Sunny's link to a reality that had become insupportable was shattered by this final trauma. She smiled a great deal at the double funeral and said that Don and the five dead children spoke to her from heaven, saying she would soon be joining them. Victor now had no objection to her going to Hanover to live, so Sunny spent her last months in the pleasant house on East South Street with Denis and Lucille, rocking newborn Maurice and reading storybooks to little Philip.

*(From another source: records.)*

//! ティックランナー
//!
//! 繰り返しタイマーを所有し、advance → evaluate → 通知 のサイクルを駆動する。
//! 純粋なシミュレーション・評価ロジックとスケジューリングを分離するための層。
//! キャンセルは呼び出し側の責務で、`stop` 後は状態更新を行わない。

use crate::error::{Error, Result};
use crate::telemetry::evaluator::{evaluate, WarningReport};
use crate::telemetry::metrics::MetricsSnapshot;
use crate::telemetry::simulator::Simulator;
use crate::telemetry::thresholds::ThresholdSet;
use crate::telemetry::toast::{Toast, ToastQueue, DEFAULT_TOAST_TTL_MS};
use chrono::Utc;
use rand::rngs::StdRng;
use std::sync::atomic::{AtomicBool, Ordering};
use std::sync::Arc;
use std::time::Duration;
use tokio::sync::{watch, RwLock};
use tokio::task::JoinHandle;
use tokio::time::MissedTickBehavior;
use tokio_util::sync::CancellationToken;
use tracing::{debug, warn};

/// ランナー設定
#[derive(Debug, Clone)]
pub struct RunnerConfig {
    /// ティック間隔
    pub tick_interval: Duration,
    /// トースト表示時間（ミリ秒）
    pub toast_ttl_ms: i64,
    /// 警告閾値
    pub thresholds: ThresholdSet,
    /// 乱数シード（`None` ならOSエントロピー）
    pub seed: Option<u64>,
}

impl Default for RunnerConfig {
    fn default() -> Self {
        Self {
            tick_interval: Duration::from_millis(1000),
            toast_ttl_ms: DEFAULT_TOAST_TTL_MS,
            thresholds: ThresholdSet::default(),
            seed: None,
        }
    }
}

/// 1ティック分の更新結果
#[derive(Debug, Clone)]
pub struct TickUpdate {
    /// 最新スナップショット
    pub snapshot: MetricsSnapshot,
    /// 警告評価結果
    pub report: WarningReport,
}

struct RunnerState {
    snapshot: MetricsSnapshot,
    last_report: Option<WarningReport>,
    toasts: ToastQueue,
}

/// テレメトリランナー
///
/// 最新のスナップショットと警告レポートは watch チャネルで購読者に配信される。
/// 各ティックは完了まで実行され、再入しない。
pub struct TelemetryRunner {
    config: RunnerConfig,
    state: Arc<RwLock<RunnerState>>,
    tx: watch::Sender<TickUpdate>,
    cancel: CancellationToken,
    running: Arc<AtomicBool>,
}

impl TelemetryRunner {
    /// 初期スナップショットを既定値としてランナーを作成
    pub fn new(config: RunnerConfig) -> Self {
        Self::with_snapshot(config, MetricsSnapshot::new())
    }

    /// 初期スナップショットを指定してランナーを作成
    pub fn with_snapshot(config: RunnerConfig, snapshot: MetricsSnapshot) -> Self {
        let report = evaluate(&snapshot, &config.thresholds);
        let (tx, _rx) = watch::channel(TickUpdate {
            snapshot: snapshot.clone(),
            report,
        });
        // last_report は None から始める。起動時点で既に警告状態の
        // メトリクスも最初のティックで立ち上がりとして扱う。
        let state = RunnerState {
            snapshot,
            last_report: None,
            toasts: ToastQueue::with_ttl_ms(config.toast_ttl_ms),
        };

        Self {
            config,
            state: Arc::new(RwLock::new(state)),
            tx,
            cancel: CancellationToken::new(),
            running: Arc::new(AtomicBool::new(false)),
        }
    }

    /// 更新の購読を開始
    pub fn subscribe(&self) -> watch::Receiver<TickUpdate> {
        self.tx.subscribe()
    }

    /// 最新の更新結果を取得
    pub fn latest(&self) -> TickUpdate {
        self.tx.borrow().clone()
    }

    /// 表示中のトースト一覧を取得
    pub async fn active_toasts(&self) -> Vec<Toast> {
        self.state.read().await.toasts.active().to_vec()
    }

    /// ティックループを開始
    ///
    /// 二重起動はエラー。ループはキャンセルされるまで
    /// `tick_interval` ごとに1ティックずつ進める。
    pub fn start(&self) -> Result<JoinHandle<()>> {
        if self.running.swap(true, Ordering::SeqCst) {
            return Err(Error::AlreadyRunning);
        }

        let config = self.config.clone();
        let state = self.state.clone();
        let tx = self.tx.clone();
        let cancel = self.cancel.clone();
        let running = self.running.clone();

        let handle = tokio::spawn(async move {
            let mut simulator = match config.seed {
                Some(seed) => Simulator::from_seed(seed),
                None => Simulator::new(),
            };

            let mut interval = tokio::time::interval(config.tick_interval);
            interval.set_missed_tick_behavior(MissedTickBehavior::Delay);
            // interval の初回ティックは即時発火するため読み捨てる
            interval.tick().await;

            loop {
                tokio::select! {
                    _ = cancel.cancelled() => {
                        debug!("telemetry runner cancelled");
                        break;
                    }
                    _ = interval.tick() => {
                        let update = Self::step(&state, &mut simulator, &config).await;
                        let _ = tx.send(update);
                    }
                }
            }

            running.store(false, Ordering::SeqCst);
        });

        Ok(handle)
    }

    /// ループをキャンセル
    ///
    /// 進行中のティックは完了まで実行されるが、以降の更新は配信されない。
    pub fn stop(&self) {
        self.cancel.cancel();
    }

    /// ループが動作中か
    pub fn is_running(&self) -> bool {
        self.running.load(Ordering::SeqCst)
    }

    async fn step(
        state: &Arc<RwLock<RunnerState>>,
        simulator: &mut Simulator<StdRng>,
        config: &RunnerConfig,
    ) -> TickUpdate {
        let mut st = state.write().await;
        let now = Utc::now();

        let next = simulator.advance(&st.snapshot);
        let report = evaluate(&next, &config.thresholds);

        // トーストは警告の立ち上がりエッジでのみ発行
        for kind in report.newly_raised(st.last_report.as_ref()) {
            let message = format!("Warning: {} threshold exceeded", kind.label());
            warn!(metric = kind.name(), value = next.value(kind), "{}", message);
            st.toasts.push(message, now);
        }
        st.toasts.sweep(now);

        debug!(
            fuel = next.fuel,
            shield = next.shield,
            oxygen = next.oxygen,
            any_warning = report.any_warning,
            "tick"
        );

        st.snapshot = next.clone();
        st.last_report = Some(report.clone());

        TickUpdate {
            snapshot: next,
            report,
        }
    }
}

I saw her nearly every day. She remembered who I was when I would address her as Marie-Madeleine, as I had done when we first met in the Berlin Public Library thirty-eight years earlier. We often spoke about those days. At other times, her drifting mind perceived young Maurice as baby Denis, and she and I would re-enact some of the simple metapsychic teaching games I had devised so long ago. Such charades soothed her even as they tortured me, but at any rate they did not last long. She died the next spring, in March, impatient for the flowers to bloom.
13
MOUNT WASHINGTON,
NEW HAMPSHIRE, EARTH
31 DECEMBER 1999
THERE WAS THE question of where to spend the Turn of the Millennium ... Her father was going to an opulent masked ball in Vienna where the international set was prepared to outdo the twilight of Byzantium, and he invited her to accompany him. She declined. It wasn't her style to waltz away the fateful hours in the company of tipsy financiers and diamond-crusted media stars, and then at midnight link arms to sing "Briiderlein und Schwesterlein" and "Auld Lang Syne," awash in sentimental tears and vintage champagne.

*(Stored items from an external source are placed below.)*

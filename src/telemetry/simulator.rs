//! メトリクスシミュレータ
//!
//! 前回のスナップショットから次のスナップショットを生成する。
//! 乱数源は外部から注入し、テストでシード固定できるようにする。

use crate::telemetry::metrics::MetricsSnapshot;
use chrono::Utc;
use rand::rngs::StdRng;
use rand::{Rng, SeedableRng};

/// 燃料の1ティックあたりの消費量（%）
pub const FUEL_DECAY: f64 = 0.1;
/// シールドの1ティックあたりの減衰量（%）
pub const SHIELD_DECAY: f64 = 0.05;
/// 酸素の1ティックあたりの消費量（%）
pub const OXYGEN_DECAY: f64 = 0.02;

/// メトリクスシミュレータ
///
/// `advance` は前回値に対して純粋で、乱数源以外の暗黙の入力を持たない。
/// タイマーは保持しない。スケジューリングはランナー側の責務。
pub struct Simulator<R: Rng = StdRng> {
    rng: R,
}

impl Simulator<StdRng> {
    /// OSエントロピーでシードしたシミュレータを作成
    pub fn new() -> Self {
        Self {
            rng: StdRng::from_entropy(),
        }
    }

    /// シード値を固定したシミュレータを作成（決定的なテスト用）
    pub fn from_seed(seed: u64) -> Self {
        Self {
            rng: StdRng::seed_from_u64(seed),
        }
    }
}

impl Default for Simulator<StdRng> {
    fn default() -> Self {
        Self::new()
    }
}

impl<R: Rng> Simulator<R> {
    /// 任意の乱数源からシミュレータを作成
    pub fn with_rng(rng: R) -> Self {
        Self { rng }
    }

    /// 1ティック分進めて新しいスナップショットを生成
    ///
    /// 各フィールドは独立に更新される。失敗しない。
    pub fn advance(&mut self, prev: &MetricsSnapshot) -> MetricsSnapshot {
        MetricsSnapshot {
            speed: self.rng.gen_range(700..=900),
            altitude: self.rng.gen_range(30000..=35000),
            fuel: (prev.fuel - FUEL_DECAY).max(0.0),
            temperature: self.rng.gen_range(-50..=-30),
            thrust: self.rng.gen_range(80..=95),
            shield: (prev.shield - SHIELD_DECAY).max(0.0),
            oxygen: (prev.oxygen - OXYGEN_DECAY).max(0.0),
            pressure: 1.0 + self.rng.gen_range(0.0..0.1),
            radiation: self.rng.gen_range(0..100),
            timestamp: Utc::now(),
        }
    }
}

#[cfg(test)]
mod tests {
    use super::*;

    #[test]
    fn test_decay_rules() {
        let mut sim = Simulator::from_seed(42);
        let prev = MetricsSnapshot::new();
        let next = sim.advance(&prev);

        assert_eq!(next.fuel, prev.fuel - FUEL_DECAY);
        assert_eq!(next.shield, prev.shield - SHIELD_DECAY);
        assert_eq!(next.oxygen, prev.oxygen - OXYGEN_DECAY);
    }

    #[test]
    fn test_decay_clamps_at_zero() {
        let mut sim = Simulator::from_seed(0);
        let mut prev = MetricsSnapshot::new();
        prev.fuel = 0.05;
        prev.shield = 0.01;
        prev.oxygen = 0.0;

        let next = sim.advance(&prev);
        assert_eq!(next.fuel, 0.0);
        assert_eq!(next.shield, 0.0);
        assert_eq!(next.oxygen, 0.0);
    }

    #[test]
    fn test_random_fields_stay_in_range() {
        let mut sim = Simulator::from_seed(7);
        let mut snapshot = MetricsSnapshot::new();

        for _ in 0..1000 {
            snapshot = sim.advance(&snapshot);
            assert!((700..=900).contains(&snapshot.speed));
            assert!((30000..=35000).contains(&snapshot.altitude));
            assert!((-50..=-30).contains(&snapshot.temperature));
            assert!((80..=95).contains(&snapshot.thrust));
            assert!((0..=99).contains(&snapshot.radiation));
            assert!(snapshot.pressure >= 1.0 && snapshot.pressure < 1.1);
        }
    }

    #[test]
    fn test_consumables_drain_to_zero_and_stay() {
        let mut sim = Simulator::from_seed(99);
        let mut snapshot = MetricsSnapshot::new();

        // 酸素が最も遅い（0.02%/tick、100% ÷ 0.02 = 5000ティック）
        for _ in 0..6000 {
            let next = sim.advance(&snapshot);
            assert!(next.fuel <= snapshot.fuel);
            assert!(next.shield <= snapshot.shield);
            assert!(next.oxygen <= snapshot.oxygen);
            snapshot = next;
        }

        assert_eq!(snapshot.fuel, 0.0);
        assert_eq!(snapshot.shield, 0.0);
        assert_eq!(snapshot.oxygen, 0.0);
    }

    #[test]
    fn test_seeded_simulators_agree() {
        let mut a = Simulator::from_seed(1234);
        let mut b = Simulator::from_seed(1234);
        let prev = MetricsSnapshot::new();

        let x = a.advance(&prev);
        let y = b.advance(&prev);
        assert_eq!(x.speed, y.speed);
        assert_eq!(x.altitude, y.altitude);
        assert_eq!(x.radiation, y.radiation);
        assert_eq!(x.pressure, y.pressure);
    }
}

No. She wanted something different ... just in case the world did end,
as the crazies kept predicting. Something incomparably dramatic.
Kieran laughed indulgently, but then went all serious and reminded her that she would have to be with him in Zurich without fail on Monday January 3 for the signing session establishing their new European satellite consortium, in which she was a nominal officer. Perhaps, he suggested offhandedly, she could spend the holiday weekend skiing. She would be welcome to use Darmstadter's chalet at Gstaad, since he and his family would be going to the ball.
She thought about that. She was a superb skier, and her operancy gave her unusual talents that added zest to the sport. But she would not go to Gstaad. For one thing, her father had suggested it. For another, it was crowded and artificial and she might meet people she knew. Her fancy painted a very different picture of the Millennial Eve: a precipitate slope of powder snow, virgin in the moonlight, and herself flying downhill, a streaming torch in her hand, into the blackness below. Yes!
And then she had another great idea. The perfect place—and an appropriate companion.
She telephoned him and invited him to be her guest in the Bugaboos. He did ski, didn't he?
"Yes," he said.
"Then let me send the family Learjet for you and we can meet in Banff. Our chopper and a private guide will be waiting. We'll have to see one another eventually. Why not do it this way, without him even knowing?"
"He doesn't know?"
"He's in Europe. That's why I'm ... free."
There was a pause on the other end of the line, and then he said, "If you'd like something really climactic, an even bigger thrill—"
"Bigger than skiing the Bugaboos?"
He told her what he had in mind and this time it was her turn to hesitate. "Is it possible?"
"If you're black diamond ... and if you have some PK, it's quite possible. I've done it twice."